The following exercise is the same as on a previous page on antiderivative rules for exponential functions.
Compute \(\displaystyle \int 3x^2e^{\small x^{\scriptstyle 3}}\,dx\) and \(\displaystyle \int_0^1 3x^2e^{\small x^{\scriptstyle 3}}\,dx\).
\(\displaystyle \int 3x^2e^{\small x^{\scriptstyle 3}}\,dx
=e^{\small x^{\scriptstyle 3}}+C\)
\(\displaystyle \int_0^1 3x^2e^{\small x^{\scriptstyle 3}}\,dx=e-1\)
Since \(\dfrac{d}{dx}x^3=3x^2\), the Chain Rule and Exponential Rule say the indefinite integral is: \[ \int 3x^2e^{\small x^{\scriptstyle 3}}\,dx=e^{\small x^{\scriptstyle 3}}+C \] Be sure to check by differentiating!
By the Fundamental Theorem of Calculus, the definite integral is: \[\begin{aligned} \int_0^1 &3x^2e^{\small x^{\scriptstyle 3}}\,dx =\left[e^{\small x^{\scriptstyle 3}}\right]_0^1 \\ &=\left(e^{\small 1^{\scriptstyle 3}}\right)-\left(e^{\small 0^{\scriptstyle 3}}\right) =e-1 \end{aligned}\]

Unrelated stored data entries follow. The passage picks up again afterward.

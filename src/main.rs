use std::path::Path;
use std::process;

use clap::Parser;
use simply_colored::*;
use tracing_subscriber::EnvFilter;

use figma_colors::api::HttpClient;
use figma_colors::config::ConfigError;
use figma_colors::output;
use figma_colors::prompt::DialoguerSelector;
use figma_colors::{run, AppError, CliArgs};

fn init_tracing(verbose: bool) {
  let default = if verbose { "figma_colors=debug" } else { "warn" };
  let filter = EnvFilter::try_from_default_env().unwrap_or_else(|_| EnvFilter::new(default));

  tracing_subscriber::fmt()
    .with_env_filter(filter)
    .with_writer(std::io::stderr)
    .with_target(false)
    .init();
}

fn main() {
  let args = CliArgs::parse();
  init_tracing(args.verbose);

  let color = !args.no_color;
  print!("{}", output::banner(color));

  let client = match HttpClient::new(&args.api_url) {
    Ok(client) => client,
    Err(e) => {
      eprintln!("{RED}{e}{RESET}");
      process::exit(1);
    }
  };
  let selector = DialoguerSelector::new();

  match run(&args, &client, &selector, Path::new(".")) {
    Ok(outcome) => output::print_written(&outcome.written, color),
    Err(AppError::Config(ConfigError::Missing(missing))) => {
      for value in missing {
        eprintln!("{RED}{value}{RESET}");
      }
      process::exit(-1);
    }
    Err(e) => {
      eprintln!("{RED}{e}{RESET}");
      process::exit(1);
    }
  }
}
pub mod api;
pub mod app;
pub mod cli;
pub mod config;
pub mod css_var;
pub mod model;
pub mod output;
pub mod palette;
pub mod prompt;

pub use app::{run, AppError, Outcome};
pub use cli::CliArgs;
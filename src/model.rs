use indexmap::IndexMap;
use serde::{Deserialize, Serialize};

#[derive(Debug, Clone, PartialEq, Deserialize)]
pub struct Project {
  pub id: String,
  pub name: String
}

#[derive(Debug, Clone, PartialEq, Deserialize)]
pub struct File {
  pub key: String,
  pub name: String
}

#[derive(Debug, Deserialize)]
pub struct ProjectsResponse {
  #[serde(default)]
  pub projects: Vec<Project>
}

#[derive(Debug, Deserialize)]
pub struct FilesResponse {
  #[serde(default)]
  pub files: Vec<File>
}

#[derive(Debug, Clone, Copy, PartialEq, Eq, Deserialize)]
#[serde(rename_all = "UPPERCASE")]
pub enum StyleType {
  Fill,
  Text,
  Effect,
  Grid,
  #[serde(other)]
  Other
}

#[derive(Debug, Clone, PartialEq, Deserialize)]
#[serde(rename_all = "camelCase")]
pub struct Style {
  pub name: String,
  pub style_type: StyleType
}

/// Normalized color channels as Figma reports them, each in `0.0..=1.0`.
#[derive(Debug, Clone, Copy, PartialEq, Serialize, Deserialize)]
pub struct Rgba {
  pub r: f64,
  pub g: f64,
  pub b: f64,
  #[serde(default = "opaque")]
  pub a: f64
}

fn opaque() -> f64 {
  1.0
}

#[derive(Debug, Clone, PartialEq, Deserialize)]
pub struct Paint {
  #[serde(default)]
  pub color: Option<Rgba>
}

#[derive(Debug, Clone, Default, PartialEq, Deserialize)]
pub struct StyleRefs {
  #[serde(default)]
  pub fill: Option<String>
}

/// A document tree entry. Anything carrying a `children` sequence is a
/// container; everything else (including nodes whose `children` is not a
/// sequence) is a leaf. Both may reference a fill style.
#[derive(Debug, Clone, PartialEq, Deserialize)]
#[serde(untagged)]
pub enum Node {
  Container {
    children: Vec<Node>,
    #[serde(default)]
    styles: StyleRefs,
    #[serde(default)]
    fills: Vec<Paint>
  },
  Leaf {
    #[serde(default)]
    styles: StyleRefs,
    #[serde(default)]
    fills: Vec<Paint>
  }
}

impl Node {
  pub fn children(&self) -> &[Node] {
    match self {
      Node::Container { children, .. } => children,
      Node::Leaf { .. } => &[]
    }
  }

  pub fn fill_style(&self) -> Option<&str> {
    match self {
      Node::Container { styles, .. } | Node::Leaf { styles, .. } => styles.fill.as_deref()
    }
  }

  /// Color of the first fill entry, if that entry carries one.
  pub fn first_fill_color(&self) -> Option<Rgba> {
    match self {
      Node::Container { fills, .. } | Node::Leaf { fills, .. } => fills.first().and_then(|p| p.color)
    }
  }
}

#[derive(Debug, Clone, PartialEq, Deserialize)]
pub struct FileDocument {
  #[serde(default)]
  pub styles: IndexMap<String, Style>,
  pub document: Node
}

We check the indefinite integral by differentiating. If \(F=e^{\small x^{\scriptstyle 3}}\) then: \[ F'(x)=e^{\small x^{\scriptstyle 3}}\cdot3x^2 \]
Compute \(\displaystyle \int \dfrac{8}{x}\,dx\) and \(\displaystyle \int_{-4}^{-2} \dfrac{8}{x}\,dx\).
\(\displaystyle \int \dfrac{8}{x}\,dx
=8\ln|x|+C\)
\(\displaystyle \int_{-4}^{-2} \dfrac{\rule{0pt}{12pt}8}{x}\,dx=-8\ln2\)
\(8\) is a constant. So the integral is easy. Don't forget the absolute value! \[ \int \dfrac{8}{x}\,dx=8\ln|x|+C \]
By the Fundamental Theorem of Calculus, the definite integral is: \[\begin{aligned} \int_{-4}^{-2} \dfrac{8}{x}\,dx &=\left[\rule{0pt}{10pt}8\ln|x|\right]_{-4}^{-2} =8\ln|-2|-8\ln|-4| \\ &=8\ln2-8\ln4 =8\ln2-16\ln2 =-8\ln2 \end{aligned}\] The answer is negative because \(\dfrac{8}{x}\) is negative on \([-4,-2]\).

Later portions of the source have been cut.